Because the concentration of gallium in the earth’s crust is very low. It accounts for 0.0015% of the total in the earth’s crust. It is widely distributed, but it does not exist in a pure metal state, but in the form of CuGaS2, but it is very rare and not economically important.
More than 90% of the world’s primary gallium is extracted during the alumina production process, which is a comprehensive utilization of mineral resources. By extracting metallic gallium, the added value of mineral resources is increased, the quality of alumina is improved, and the waste is reduced.” The pollution of “red mud” is therefore very consistent with the current low-carbon economy’s principle of maximizing utilization value at the least cost of natural resources.

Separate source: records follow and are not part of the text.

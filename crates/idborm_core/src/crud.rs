//! CRUD and bulk operations with user-space uniqueness validation.
//!
//! Single-record operations each run in their own native transaction.
//! Bulk operations repeat them record by record and report per-record
//! outcomes; a failure does not undo the records written before it. Use a
//! [`crate::Transaction`] when all-or-nothing behaviour is needed.

use crate::backend::Backend;
use crate::error::{BackendError, BackendResult};
use crate::query::QueryState;
use idborm_codec::{Record, Value, PRIMARY_KEY};
use idborm_storage::{NativeTransaction, TransactionMode};
use tracing::{debug, warn};

/// A record that failed inside a bulk operation.
#[derive(Debug)]
pub struct BulkFailure {
    /// Position of the record in the input.
    pub index: usize,
    /// Why it failed.
    pub error: BackendError,
}

/// Outcome of a bulk operation.
#[derive(Debug, Default)]
pub struct BulkResult {
    /// Records written, with their resolved ids, in input order.
    pub succeeded: Vec<Record>,
    /// Records that failed.
    pub failed: Vec<BulkFailure>,
}

impl BulkResult {
    /// Returns true if every record was written.
    pub fn is_complete(&self) -> bool {
        self.failed.is_empty()
    }
}

/// Fails if another record of the collection already holds one of the
/// record's unique values. Text compares case-insensitively; the record's
/// own stored version is ignored.
pub(crate) async fn check_unique(
    tx: &mut dyn NativeTransaction,
    collection: &str,
    unique_fields: &[String],
    record: &Record,
) -> BackendResult<()> {
    if unique_fields.is_empty() {
        return Ok(());
    }

    let existing = tx.get_all(collection).await?;
    let own_id = record.id();
    for field in unique_fields {
        let Some(value) = record.get(field).filter(|v| !v.is_null()) else {
            continue;
        };
        let conflict = existing.iter().any(|other| {
            let is_self = matches!((own_id, other.id()), (Some(a), Some(b)) if a.strict_eq(b));
            !is_self && other.get(field).is_some_and(|v| v.eq_ignore_case(value))
        });
        if conflict {
            return Err(BackendError::UniqueViolation {
                field: field.clone(),
                value: value.to_string(),
                collection: collection.to_string(),
            });
        }
    }
    Ok(())
}

/// Writes a record: upsert when it has an id, auto-increment add otherwise.
/// Returns the record with its resolved id.
pub(crate) async fn write_record(
    tx: &mut dyn NativeTransaction,
    collection: &str,
    mut record: Record,
) -> BackendResult<Record> {
    let key = if record.id().is_some() {
        tx.put(collection, record.clone()).await?
    } else {
        record.remove(PRIMARY_KEY);
        tx.add(collection, record.clone()).await?
    };
    record.set_id(key);
    Ok(record)
}

impl Backend {
    /// Inserts a record and returns it with its id.
    ///
    /// A record with an id replaces any stored record with that id.
    ///
    /// # Errors
    ///
    /// Fails with [`BackendError::UniqueViolation`] if a unique field
    /// collides with another record.
    pub async fn insert(&self, entity: &str, record: Record) -> BackendResult<Record> {
        self.save(entity, record).await
    }

    /// Replaces a stored record.
    ///
    /// # Errors
    ///
    /// Fails with [`BackendError::MissingPrimaryKey`] if the record has no id.
    pub async fn update(&self, entity: &str, record: Record) -> BackendResult<Record> {
        if record.id().is_none() {
            return Err(BackendError::missing_primary_key("update"));
        }
        self.save(entity, record).await
    }

    async fn save(&self, entity: &str, record: Record) -> BackendResult<Record> {
        self.connection().ensure_collection(entity).await?;
        let unique = self.registry().unique_fields(entity);

        let session = self.connection().session().await?;
        let mut tx = session.transaction(&[entity.to_string()], TransactionMode::ReadWrite)?;

        let written = async {
            check_unique(tx.as_mut(), entity, &unique, &record).await?;
            write_record(tx.as_mut(), entity, record).await
        }
        .await;

        match written {
            Ok(record) => {
                tx.commit().await?;
                debug!(%entity, id = ?record.id(), "record saved");
                Ok(record)
            }
            Err(e) => {
                tx.abort().await;
                Err(e)
            }
        }
    }

    /// Deletes a record by its id.
    ///
    /// # Errors
    ///
    /// Fails with [`BackendError::MissingPrimaryKey`] if the record has no id.
    pub async fn delete(&self, entity: &str, record: &Record) -> BackendResult<()> {
        let id = record
            .id()
            .ok_or(BackendError::missing_primary_key("delete"))?;
        self.delete_by_id(entity, id).await
    }

    /// Deletes the record stored under `id`. Does nothing if the collection
    /// does not exist yet.
    pub async fn delete_by_id(&self, entity: &str, id: &Value) -> BackendResult<()> {
        if id.is_null() {
            return Err(BackendError::missing_primary_key("delete_by_id"));
        }

        let session = self.connection().session().await?;
        if !session.has_collection(entity) {
            return Ok(());
        }
        let mut tx = session.transaction(&[entity.to_string()], TransactionMode::ReadWrite)?;
        tx.delete(entity, id).await?;
        tx.commit().await?;
        debug!(%entity, %id, "record deleted");
        Ok(())
    }

    /// Reads the record stored under `id`.
    pub async fn get_by_id(&self, entity: &str, id: &Value) -> BackendResult<Option<Record>> {
        let session = self.connection().session().await?;
        if !session.has_collection(entity) || id.is_null() {
            return Ok(None);
        }
        let mut tx = session.transaction(&[entity.to_string()], TransactionMode::ReadOnly)?;
        let record = tx.get(entity, id).await?;
        tx.commit().await?;
        Ok(record)
    }

    /// Returns true if a record is stored under `id`.
    pub async fn exists_by_id(&self, entity: &str, id: &Value) -> BackendResult<bool> {
        Ok(self.get_by_id(entity, id).await?.is_some())
    }

    /// Inserts records one by one.
    ///
    /// Each record is validated against everything stored before it,
    /// including earlier records of the batch.
    pub async fn bulk_insert(&self, entity: &str, records: Vec<Record>) -> BackendResult<BulkResult> {
        self.connection().ensure_collection(entity).await?;
        let mut result = BulkResult::default();
        for (index, record) in records.into_iter().enumerate() {
            match self.insert(entity, record).await {
                Ok(saved) => result.succeeded.push(saved),
                Err(error) => {
                    warn!(%entity, index, %error, "bulk insert record failed");
                    result.failed.push(BulkFailure { index, error });
                }
            }
        }
        Ok(result)
    }

    /// Updates the named fields of stored records.
    ///
    /// Each input record supplies the id and the new values; only `fields`
    /// are copied onto the stored record. An empty `fields` copies every
    /// field.
    pub async fn bulk_update(
        &self,
        entity: &str,
        records: Vec<Record>,
        fields: &[&str],
    ) -> BackendResult<BulkResult> {
        let mut result = BulkResult::default();
        for (index, record) in records.into_iter().enumerate() {
            match self.update_fields(entity, &record, fields).await {
                Ok(saved) => result.succeeded.push(saved),
                Err(error) => {
                    warn!(%entity, index, %error, "bulk update record failed");
                    result.failed.push(BulkFailure { index, error });
                }
            }
        }
        Ok(result)
    }

    async fn update_fields(
        &self,
        entity: &str,
        changes: &Record,
        fields: &[&str],
    ) -> BackendResult<Record> {
        let id = changes
            .id()
            .ok_or(BackendError::missing_primary_key("bulk_update"))?;
        let mut stored =
            self.get_by_id(entity, id)
                .await?
                .ok_or_else(|| BackendError::RecordNotFound {
                    collection: entity.to_string(),
                    id: id.to_string(),
                })?;

        if fields.is_empty() {
            stored.merge(changes);
        } else {
            for field in fields.iter().filter(|f| **f != PRIMARY_KEY) {
                if let Some(value) = changes.get(field) {
                    stored.set(*field, value.clone());
                }
            }
        }
        self.update(entity, stored).await
    }

    /// Sets `values` on every record matching the query and returns how many
    /// were updated.
    ///
    /// Ordering, offset and limit select the affected rows exactly as
    /// [`Backend::execute`] would return them; projection is ignored.
    ///
    /// All matches are written in one native transaction: a unique conflict
    /// on any of them leaves every record unchanged.
    pub async fn update_many(&self, state: &QueryState, values: &Record) -> BackendResult<usize> {
        let matches = self.execute(&state.unprojected()).await?;
        if matches.is_empty() {
            return Ok(0);
        }

        let entity = state.entity.as_str();
        let unique = self.registry().unique_fields(entity);
        let mut values = values.clone();
        values.remove(PRIMARY_KEY);

        let session = self.connection().session().await?;
        let mut tx = session.transaction(&[entity.to_string()], TransactionMode::ReadWrite)?;

        let written = async {
            for mut record in matches.iter().cloned() {
                record.merge(&values);
                check_unique(tx.as_mut(), entity, &unique, &record).await?;
                tx.put(entity, record).await?;
            }
            Ok::<_, BackendError>(matches.len())
        }
        .await;

        match written {
            Ok(count) => {
                tx.commit().await?;
                debug!(%entity, count, "records updated");
                Ok(count)
            }
            Err(e) => {
                tx.abort().await;
                Err(e)
            }
        }
    }

    /// Deletes every record matching the query and returns how many were
    /// deleted.
    ///
    /// Ordering, offset and limit narrow the deleted rows as in
    /// [`Backend::execute`].
    pub async fn delete_many(&self, state: &QueryState) -> BackendResult<usize> {
        let matches = self.execute(&state.unprojected()).await?;
        let ids: Vec<Value> = matches.iter().filter_map(|r| r.id().cloned()).collect();
        if ids.is_empty() {
            return Ok(0);
        }

        let entity = state.entity.as_str();
        let session = self.connection().session().await?;
        let mut tx = session.transaction(&[entity.to_string()], TransactionMode::ReadWrite)?;
        for id in &ids {
            tx.delete(entity, id).await?;
        }
        tx.commit().await?;
        debug!(%entity, count = ids.len(), "records deleted");
        Ok(ids.len())
    }
}

#[cfg(test)]
mod tests {
    use super::*;
    use idborm_storage::{InMemoryFactory, ObjectStoreParams, StoreFactory, VersionChange};

    async fn users_tx(factory: &InMemoryFactory) -> Box<dyn NativeTransaction> {
        let db = factory
            .open(
                "app",
                Some(1),
                Some(Box::new(|change: &mut dyn VersionChange| {
                    change.create_object_store("users", ObjectStoreParams::new("id").auto_increment())
                })),
            )
            .await
            .unwrap();
        db.transaction(&["users".to_string()], TransactionMode::ReadWrite)
            .unwrap()
    }

    #[tokio::test]
    async fn unique_check_is_case_insensitive() {
        let factory = InMemoryFactory::new();
        let mut tx = users_tx(&factory).await;
        let unique = vec!["email".to_string()];

        write_record(tx.as_mut(), "users", Record::new().with("email", "Ada@Example.com"))
            .await
            .unwrap();

        let err = check_unique(
            tx.as_mut(),
            "users",
            &unique,
            &Record::new().with("email", "ada@example.com"),
        )
        .await
        .unwrap_err();
        assert!(err.to_string().contains("email"));
    }

    #[tokio::test]
    async fn unique_check_ignores_own_record_and_nulls() {
        let factory = InMemoryFactory::new();
        let mut tx = users_tx(&factory).await;
        let unique = vec!["email".to_string()];

        let saved = write_record(tx.as_mut(), "users", Record::new().with("email", "a@x"))
            .await
            .unwrap();
        write_record(tx.as_mut(), "users", Record::new().with("email", Value::Null))
            .await
            .unwrap();

        check_unique(tx.as_mut(), "users", &unique, &saved).await.unwrap();
        check_unique(
            tx.as_mut(),
            "users",
            &unique,
            &Record::new().with("email", Value::Null),
        )
        .await
        .unwrap();
    }

    #[tokio::test]
    async fn write_record_strips_null_id_before_add() {
        let factory = InMemoryFactory::new();
        let mut tx = users_tx(&factory).await;

        let saved = write_record(
            tx.as_mut(),
            "users",
            Record::new().with("id", Value::Null).with("name", "Ada"),
        )
        .await
        .unwrap();
        assert_eq!(saved.id(), Some(&Value::Integer(1)));

        let replaced = write_record(
            tx.as_mut(),
            "users",
            Record::new().with("id", 1i64).with("name", "Grace"),
        )
        .await
        .unwrap();
        assert_eq!(replaced.id(), Some(&Value::Integer(1)));
        assert_eq!(tx.count("users").await.unwrap(), 1);
    }
}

Important producer countries: According to 2015 data from the US Geological Survey, the global reserves of gallium in bauxite exceed 1 million tons. Among them, China, Germany and Ukraine are the top three crude gallium producers in the world today. It is worth mentioning that China’s bauxite resources with a high content of gallium are about to be exhausted and may be able to sustain the mining time for another 10 years at most.
Important uses: Gallium is currently mainly used in the fields of semiconductors, optoelectronic materials, solar cells, alloys, medical devices and magnetic materials. Gallium-68 emits positrons and can be used for positron tomography. Gallium indium alloy can be used as a substitute for mercury.